TASK REQUIREMENTS: Where does the word "advertised" appear in the data? Copy every line that holds it.
▶
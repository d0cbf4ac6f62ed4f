// Physics Engine - Constants and 3D vector algebra
// Shared by the orbit, maneuver and debris models

use serde::{Deserialize, Serialize};

// =============================================================================
// PHYSICAL CONSTANTS (km, km/s)
// =============================================================================

/// Mean Earth radius used for altitude (km)
pub const EARTH_RADIUS_KM: f64 = 6371.0;

/// Earth's gravitational parameter μ = G * M_earth (km³/s²)
pub const MU_EARTH_KM3_S2: f64 = 398600.4418;

/// Rounded μ used by the debris band placement (km³/s²)
pub const MU_EARTH_SIMPLIFIED_KM3_S2: f64 = 398600.0;

/// Orbital radius of the reference circular LEO state (km)
pub const REFERENCE_ORBIT_RADIUS_KM: f64 = 6800.0;

/// Tangential speed of the reference circular LEO state (km/s)
pub const REFERENCE_ORBIT_SPEED_KM_S: f64 = 7.66;

// =============================================================================
// 3D VECTOR MATHEMATICS
// =============================================================================

#[derive(Debug, Clone, Copy, PartialEq, Serialize, Deserialize, Default)]
pub struct Vector3D {
    pub x: f64,
    pub y: f64,
    pub z: f64,
}

impl Vector3D {
    pub fn new(x: f64, y: f64, z: f64) -> Self {
        Self { x, y, z }
    }

    pub fn zero() -> Self {
        Self {
            x: 0.0,
            y: 0.0,
            z: 0.0,
        }
    }

    pub fn magnitude(&self) -> f64 {
        (self.x * self.x + self.y * self.y + self.z * self.z).sqrt()
    }

    /// Unit vector in the same direction. The zero vector maps to itself
    /// instead of producing NaN components.
    pub fn normalize(&self) -> Self {
        let mag = self.magnitude();
        if mag == 0.0 {
            return Self::zero();
        }
        self.scale(1.0 / mag)
    }

    pub fn dot(&self, other: &Vector3D) -> f64 {
        self.x * other.x + self.y * other.y + self.z * other.z
    }

    pub fn cross(&self, other: &Vector3D) -> Vector3D {
        Vector3D {
            x: self.y * other.z - self.z * other.y,
            y: self.z * other.x - self.x * other.z,
            z: self.x * other.y - self.y * other.x,
        }
    }

    pub fn scale(&self, s: f64) -> Self {
        Self {
            x: self.x * s,
            y: self.y * s,
            z: self.z * s,
        }
    }

    pub fn add(&self, other: &Vector3D) -> Vector3D {
        Vector3D {
            x: self.x + other.x,
            y: self.y + other.y,
            z: self.z + other.z,
        }
    }

    pub fn subtract(&self, other: &Vector3D) -> Vector3D {
        Vector3D {
            x: self.x - other.x,
            y: self.y - other.y,
            z: self.z - other.z,
        }
    }

    /// True when no component is NaN or infinite
    pub fn is_finite(&self) -> bool {
        self.x.is_finite() && self.y.is_finite() && self.z.is_finite()
    }
}

// Operator forms of the methods above. Kept as fully-qualified impls so that
// `a.add(&b)` keeps resolving to the by-reference method.

impl std::ops::Add for Vector3D {
    type Output = Vector3D;

    fn add(self, rhs: Vector3D) -> Vector3D {
        Vector3D::add(&self, &rhs)
    }
}

impl std::ops::Sub for Vector3D {
    type Output = Vector3D;

    fn sub(self, rhs: Vector3D) -> Vector3D {
        self.subtract(&rhs)
    }
}

impl std::ops::Mul<f64> for Vector3D {
    type Output = Vector3D;

    fn mul(self, s: f64) -> Vector3D {
        self.scale(s)
    }
}

impl std::ops::Neg for Vector3D {
    type Output = Vector3D;

    fn neg(self) -> Vector3D {
        self.scale(-1.0)
    }
}

// =============================================================================
// TESTS
// =============================================================================
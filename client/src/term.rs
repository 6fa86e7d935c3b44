//! Raw-mode terminal acquisition and the blocking key pump.

use crossterm::event::{read, Event, KeyEvent};
use crossterm::terminal::{
    disable_raw_mode, enable_raw_mode, EnterAlternateScreen, LeaveAlternateScreen,
};
use crossterm::{cursor, execute};
use std::io::stdout;
use tokio::sync::mpsc;

/// Puts the terminal into raw mode on an alternate screen with the cursor
/// hidden, and restores all of it on drop. Holding one of these is the only
/// way the rest of the client touches terminal modes, so every exit path,
/// error returns included, leaves the shell usable.
pub struct TermGuard {
    _private: (),
}

impl TermGuard {
    pub fn new() -> crossterm::Result<Self> {
        execute!(stdout(), EnterAlternateScreen, cursor::Hide)?;
        enable_raw_mode()?;
        Ok(TermGuard { _private: () })
    }
}

impl Drop for TermGuard {
    fn drop(&mut self) {
        let _ = disable_raw_mode();
        let _ = execute!(stdout(), cursor::Show, LeaveAlternateScreen);
    }
}

/// Spawns a blocking task that waits on terminal events and forwards key
/// presses over a channel, so async loops can select on input without
/// polling. The task ends when the receiver is dropped or stdin fails.
pub fn spawn_key_reader() -> mpsc::UnboundedReceiver<KeyEvent> {
    let (tx, rx) = mpsc::unbounded_channel();
    tokio::task::spawn_blocking(move || loop {
        match read() {
            Ok(Event::Key(key)) => {
                if tx.send(key).is_err() {
                    return;
                }
            }
            Ok(_) => {}
            Err(_) => return,
        }
    });
    rx
}
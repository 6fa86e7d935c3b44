//! TCP accept loop and per-connection frame plumbing.
//!
//! Each accepted peer gets a player slot, a handshake, and two tasks: a
//! reader decoding fixed-size input frames into session commands, and a
//! writer encoding the snapshot broadcast back out. Errors on either side
//! tear down that connection only.

use crate::session::SessionCommand;
use log::{debug, error, info, warn};
use shared::grid::PlayerSlot;
use shared::protocol::{
    encode_snapshot, Handshake, InputFrame, InputRequest, Snapshot, INPUT_FRAME_LEN,
    PROTOCOL_VERSION,
};
use std::net::SocketAddr;
use tokio::io::{AsyncReadExt, AsyncWriteExt};
use tokio::net::tcp::{OwnedReadHalf, OwnedWriteHalf};
use tokio::net::{TcpListener, TcpStream};
use tokio::sync::{broadcast, mpsc, oneshot};

/// Fixed dimensions advertised in every handshake for this session.
#[derive(Debug, Clone, Copy)]
pub struct GridSize {
    pub rows: u16,
    pub cols: u16,
}

pub fn next_free_slot(slots: &[bool; 2]) -> Option<PlayerSlot> {
    if !slots[0] {
        Some(PlayerSlot::One)
    } else if !slots[1] {
        Some(PlayerSlot::Two)
    } else {
        None
    }
}

/// Accepts connections for the lifetime of the session, binding slot one
/// then slot two. Slots stay bound after a disconnect, so any further
/// connection attempt is refused by closing it immediately.
pub async fn run_listener(
    listener: TcpListener,
    cmd_tx: mpsc::UnboundedSender<SessionCommand>,
    snapshot_tx: broadcast::Sender<Snapshot>,
    grid: GridSize,
) {
    let mut slots = [false; 2];

    loop {
        let (stream, addr) = match listener.accept().await {
            Ok(conn) => conn,
            Err(e) => {
                error!("accept failed: {}", e);
                continue;
            }
        };

        let Some(slot) = next_free_slot(&slots) else {
            warn!("refusing {}: both player slots are taken", addr);
            drop(stream);
            continue;
        };
        slots[slot.index()] = true;
        info!("peer {} assigned player slot {:?}", addr, slot);

        let cmd_tx = cmd_tx.clone();
        // Subscribe before the handshake so the first tick is not missed.
        let snapshot_rx = snapshot_tx.subscribe();
        tokio::spawn(handle_connection(stream, addr, slot, grid, cmd_tx, snapshot_rx));
    }
}

async fn handle_connection(
    stream: TcpStream,
    addr: SocketAddr,
    slot: PlayerSlot,
    grid: GridSize,
    cmd_tx: mpsc::UnboundedSender<SessionCommand>,
    snapshot_rx: broadcast::Receiver<Snapshot>,
) {
    let (read_half, mut write_half) = stream.into_split();

    let (reply, status_rx) = oneshot::channel();
    if cmd_tx.send(SessionCommand::Joined { slot, reply }).is_err() {
        return;
    }
    let status = match status_rx.await {
        Ok(status) => status,
        Err(_) => return,
    };

    let handshake = Handshake {
        version: PROTOCOL_VERSION,
        slot,
        rows: grid.rows,
        cols: grid.cols,
        status,
    };
    if let Err(e) = write_half.write_all(&handshake.encode()).await {
        error!("handshake to {} failed: {}", addr, e);
        let _ = cmd_tx.send(SessionCommand::Left { slot });
        return;
    }

    let writer = tokio::spawn(write_snapshots(write_half, snapshot_rx, slot));
    read_inputs(read_half, addr, slot, &cmd_tx).await;

    // Reader is done, so the peer is gone either way; stop pushing
    // snapshots at a dead socket.
    writer.abort();
    let _ = cmd_tx.send(SessionCommand::Left { slot });
}

/// Inbound loop: fixed-size input frames into session commands. Returns on
/// the first transport error or disconnect. Protocol violations drop the
/// frame but keep the connection.
async fn read_inputs(
    mut read_half: OwnedReadHalf,
    addr: SocketAddr,
    slot: PlayerSlot,
    cmd_tx: &mpsc::UnboundedSender<SessionCommand>,
) {
    let mut buf = [0u8; INPUT_FRAME_LEN];

    loop {
        if let Err(e) = read_half.read_exact(&mut buf).await {
            debug!("peer {} read loop over: {}", addr, e);
            return;
        }
        let frame = InputFrame::decode(&buf);
        if let Err(e) = frame.verify(slot) {
            warn!("dropping input frame from {}: {}", addr, e);
            continue;
        }

        let cmd = match frame.request {
            InputRequest::Turn(direction) => SessionCommand::Input { slot, direction },
            InputRequest::Restart => SessionCommand::Restart { slot },
        };
        if cmd_tx.send(cmd).is_err() {
            return;
        }
    }
}

/// Outbound loop: snapshot broadcast into framed writes. A lagging peer
/// skips frames; a closed channel or write error ends the loop.
async fn write_snapshots(
    mut write_half: OwnedWriteHalf,
    mut snapshot_rx: broadcast::Receiver<Snapshot>,
    slot: PlayerSlot,
) {
    loop {
        let snapshot = match snapshot_rx.recv().await {
            Ok(snapshot) => snapshot,
            Err(broadcast::error::RecvError::Lagged(n)) => {
                warn!("writer for {:?} lagged, skipped {} snapshots", slot, n);
                continue;
            }
            Err(broadcast::error::RecvError::Closed) => return,
        };

        let frame = match encode_snapshot(&snapshot) {
            Ok(frame) => frame,
            Err(e) => {
                error!("snapshot encoding failed: {}", e);
                return;
            }
        };
        if let Err(e) = write_half.write_all(&frame).await {
            debug!("writer for {:?} over: {}", slot, e);
            return;
        }
    }
}
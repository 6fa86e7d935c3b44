//! Networked play: handshake, input frames out, snapshot frames in.

use crate::input::{map_key, InputAction};
use crate::render::Renderer;
use crate::term::{self, TermGuard};
use log::{debug, info, warn};
use shared::protocol::{
    decode_snapshot_header, decode_snapshot_payload, verify_version, Handshake, InputFrame,
    Snapshot, HANDSHAKE_LEN, SNAPSHOT_HEADER_LEN,
};
use std::io;
use tokio::io::{AsyncReadExt, AsyncWriteExt};
use tokio::net::tcp::OwnedReadHalf;
use tokio::net::TcpStream;
use tokio::sync::mpsc;

/// Connects to the server and plays until the peer disconnects or the user
/// quits. The terminal guard is held for the whole game, so any early
/// return restores the shell.
pub async fn run(server_addr: &str) -> Result<(), Box<dyn std::error::Error>> {
    let stream = TcpStream::connect(server_addr).await?;
    // Input frames are two bytes; don't let Nagle sit on them.
    stream.set_nodelay(true)?;
    let (mut read_half, mut write_half) = stream.into_split();

    let mut buf = [0u8; HANDSHAKE_LEN];
    read_half.read_exact(&mut buf).await?;
    let handshake = Handshake::decode(&buf)?;
    verify_version(handshake.version)?;
    let slot = handshake.slot;
    info!(
        "assigned player slot {:?} on a {}x{} grid",
        slot, handshake.rows, handshake.cols
    );

    let _guard = TermGuard::new()?;
    let mut keys = term::spawn_key_reader();
    let mut renderer = Renderer::new(handshake.rows, handshake.cols);

    // Snapshots are read on their own task so a keystroke can never cancel
    // a frame read halfway through and desync the stream.
    let (snapshot_tx, mut snapshot_rx) = mpsc::unbounded_channel::<Snapshot>();
    tokio::spawn(async move {
        loop {
            match read_snapshot(&mut read_half).await {
                Ok(snapshot) => {
                    if snapshot_tx.send(snapshot).is_err() {
                        return;
                    }
                }
                Err(e) => {
                    debug!("snapshot stream over: {}", e);
                    return;
                }
            }
        }
    });

    loop {
        tokio::select! {
            key = keys.recv() => {
                let Some(key) = key else { break };
                match map_key(key) {
                    Some(InputAction::Turn(dir)) => {
                        write_half
                            .write_all(&InputFrame::turn(slot, dir).encode())
                            .await?;
                    }
                    Some(InputAction::Restart) => {
                        write_half
                            .write_all(&InputFrame::restart(slot).encode())
                            .await?;
                    }
                    Some(InputAction::Quit) => break,
                    Some(InputAction::TurnSecond(_)) | None => {}
                }
            }
            snapshot = snapshot_rx.recv() => {
                match snapshot {
                    Some(snapshot) => renderer.draw_duel(&snapshot, Some(slot))?,
                    None => {
                        warn!("server closed the connection");
                        break;
                    }
                }
            }
        }
    }

    Ok(())
}

/// Reads one framed snapshot: fixed header, version check, then exactly the
/// advertised payload length.
async fn read_snapshot(read_half: &mut OwnedReadHalf) -> io::Result<Snapshot> {
    let mut header_buf = [0u8; SNAPSHOT_HEADER_LEN];
    read_half.read_exact(&mut header_buf).await?;
    let header = decode_snapshot_header(&header_buf)
        .map_err(|e| io::Error::new(io::ErrorKind::InvalidData, e))?;
    verify_version(header.version).map_err(|e| io::Error::new(io::ErrorKind::InvalidData, e))?;

    let mut payload = vec![0u8; header.payload_len as usize];
    read_half.read_exact(&mut payload).await?;
    decode_snapshot_payload(&payload).map_err(|e| io::Error::new(io::ErrorKind::InvalidData, e))
}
◀
SOLUTION TO THIS TASK:
/// Fixed dimensions advertised in every handshake for this session.
/// advertised payload length.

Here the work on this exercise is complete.